The Cardinal Edge


It is essential for medical students to effectively communicate with patients of all gender identities. Evaluating nonverbal behavior is one way to assess the quality of patient care – examining providers’ behaviors while working with cisgender and transgender patients can identify potential biases linked to patient identity. To evaluate nonverbal behavior, the authors analyzed video-recorded training sessions with medical students interviewing standardized patients who identified as cisgender or transgender women. All students identified as cisgender men or cisgender women. The authors rated ten nonverbal behaviors from 1-7 and noted whether these behaviors were perceived to detract from the encounter. Average scores for nonverbal behaviors were similar between students working with cisgender and transgender patients. Nodding frequency showed the largest difference between cisgender (m = 5.65) and transgender (m = 4.93) patients. When considering student gender identity, cisgender men had lower facial expressivity and smiling frequency scores on average but higher scores for unnecessary silence compared to cisgender women across encounters. Detracting behaviors that negatively impacted the patient encounters were most likely to be self-touching/unpurposive movements (41%) and unnecessary silences (26%). Among the students, cisgender men demonstrated detracting behaviors at a higher rate than cisgender women.
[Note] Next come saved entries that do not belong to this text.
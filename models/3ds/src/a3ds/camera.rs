use std::io::{
	Read,
	Write
};

use ultraviolet::vec::Vec3;

#[cfg(feature = "import")]
use super::{
	chunk::skip_rest,
	container::Decoder
};
#[cfg(feature = "export")]
use super::codec::ChunkWriter;

use super::{
	chunk::Record,
	codec::{
		Header,
		FLOAT_SIZE,
		VEC3_SIZE
	},
	tag,
	Result
};

/// Camera placement
#[derive(Clone, Copy, Debug, PartialEq)]
pub struct Camera {
	pub eye: Vec3,
	pub target: Vec3,
	/// Roll around the view axis, in degrees
	pub bank: f32,
	/// Focal length in millimetres
	pub lens: f32,
}

impl Camera {
	pub fn new(eye: Vec3, target: Vec3, bank: f32, lens: f32) -> Self {
		Self {
			eye: eye,
			target: target,
			bank: bank,
			lens: lens,
		}
	}
}

impl Default for Camera {
	fn default() -> Self {
		Self::new(Vec3::zero(), Vec3::zero(), 0.0, 50.0)
	}
}

impl Record for Camera {
	fn tag(&self) -> u16 {
		tag::CAMERA
	}

	fn payload_size(&self) -> u64 {
		2 * VEC3_SIZE + 2 * FLOAT_SIZE
	}

	#[cfg(feature = "import")]
	fn read_payload<R>(&mut self, dec: &mut Decoder<'_, R>, header: &Header) -> Result<()>
	where
		R: Read,
	{
		self.eye = dec.reader.read_vec3()?;
		self.target = dec.reader.read_vec3()?;
		self.bank = dec.reader.read_f32()?;
		self.lens = dec.reader.read_f32()?;

		// Range and see-cone sub-chunks are not interpreted
		skip_rest(&mut dec.reader, header)
	}

	#[cfg(feature = "export")]
	fn write_payload<W>(&self, w: &mut ChunkWriter<W>) -> Result<()>
	where
		W: Write,
	{
		w.write_vec3(self.eye)?;
		w.write_vec3(self.target)?;
		w.write_f32(self.bank)?;
		w.write_f32(self.lens)
	}
}

#[cfg(all(test, feature = "import", feature = "export"))]
mod tests {
	use crate::a3ds::{
		chunk::Chunk,
		codec::ChunkWriter,
		read_chunk,
		registry::Registry,
		write_chunk,
		ReadCfg
	};
	use super::*;

	#[test]
	fn test_camera() {
		let camera = Camera::new(Vec3::new(0.0, -100.0, 50.0), Vec3::zero(), 0.0, 35.0);
		assert_eq!(6 + 32, camera.size());

		let chunk = Chunk::Camera(camera);
		let mut data = vec![];
		write_chunk(&mut data, &chunk).unwrap();
		assert_eq!(38, data.len());
		assert_eq!(chunk, read_chunk(data.as_slice(), &Registry::standard(), &ReadCfg::default())
			.unwrap().unwrap());
	}

	#[test]
	fn test_camera_ranges_are_skipped() {
		let camera = Camera::new(Vec3::one(), Vec3::zero(), 5.0, 28.0);

		let mut w = ChunkWriter::new(vec![]);
		w.write_header(tag::CAMERA, 6 + 32 + 14).unwrap();
		w.write_vec3(camera.eye).unwrap();
		w.write_vec3(camera.target).unwrap();
		w.write_f32(camera.bank).unwrap();
		w.write_f32(camera.lens).unwrap();
		w.write_header(0x4720, 14).unwrap();
		w.write_f32(1.0).unwrap();
		w.write_f32(1000.0).unwrap();
		let data = w.into_inner();

		let chunk = read_chunk(data.as_slice(), &Registry::standard(), &ReadCfg::default()).unwrap().unwrap();
		assert_eq!(Some(&camera), chunk.as_camera());
		assert_eq!(38, chunk.size());
	}
}
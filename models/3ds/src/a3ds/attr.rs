//! Flat attribute scanning inside composite leaves.
//!
//! A material is not a container: its sub-chunks form a closed set that the
//! material interprets itself, one level deep, without going through the
//! registry. [`AttributeScanner`] walks such a block and leaves the meaning of
//! each attribute to the caller.

use std::io::Read;

use super::{
	codec::{
		ChunkReader,
		Header
	},
	ChunkError,
	Result
};

pub struct AttributeScanner {
	end: u64,
	strict: bool,
}

impl AttributeScanner {
	/// Scanner over the block that ends at the absolute offset `end`
	pub fn new(end: u64, strict: bool) -> Self {
		Self {
			end: end,
			strict: strict,
		}
	}

	/// Header of the next attribute, or `None` once the block or the stream is
	/// exhausted
	pub fn next<R>(&self, reader: &mut ChunkReader<R>) -> Result<Option<Header>>
	where
		R: Read,
	{
		if reader.at_eof() || reader.position() >= self.end {
			return Ok(None);
		}

		let tag = reader.read_u16()?;
		if reader.at_eof() {
			return Ok(None);
		}

		Header::read(reader, tag)
	}

	/// Moves past an attribute, skipping whatever the caller did not consume.
	/// Attributes the caller ignored are skipped whole.
	pub fn finish<R>(&self, reader: &mut ChunkReader<R>, attr: &Header) -> Result<()>
	where
		R: Read,
	{
		let position = reader.position();
		if position <= attr.end {
			return reader.skip_to(attr.end);
		}

		if self.strict && !reader.at_eof() {
			return Err(ChunkError::TruncatedOrOverrunRecord {
				tag: attr.tag,
				end: attr.end,
				position: position,
			});
		}

		log::warn!("attribute {:#06x} declared end {} but the stream is at {}", attr.tag, attr.end,
			position);
		Ok(())
	}
}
The consistency in nonverbal behavior during encounters with cisgender and transgender patients is encouraging. It is possible that LGBTQ health training in medical education contributed to this outcome; however, differences in verbal communication could contribute more to health disparities for transgender patients. Additional practice with unpurposive movements and unnecessary silences could improve nonverbal communication skills.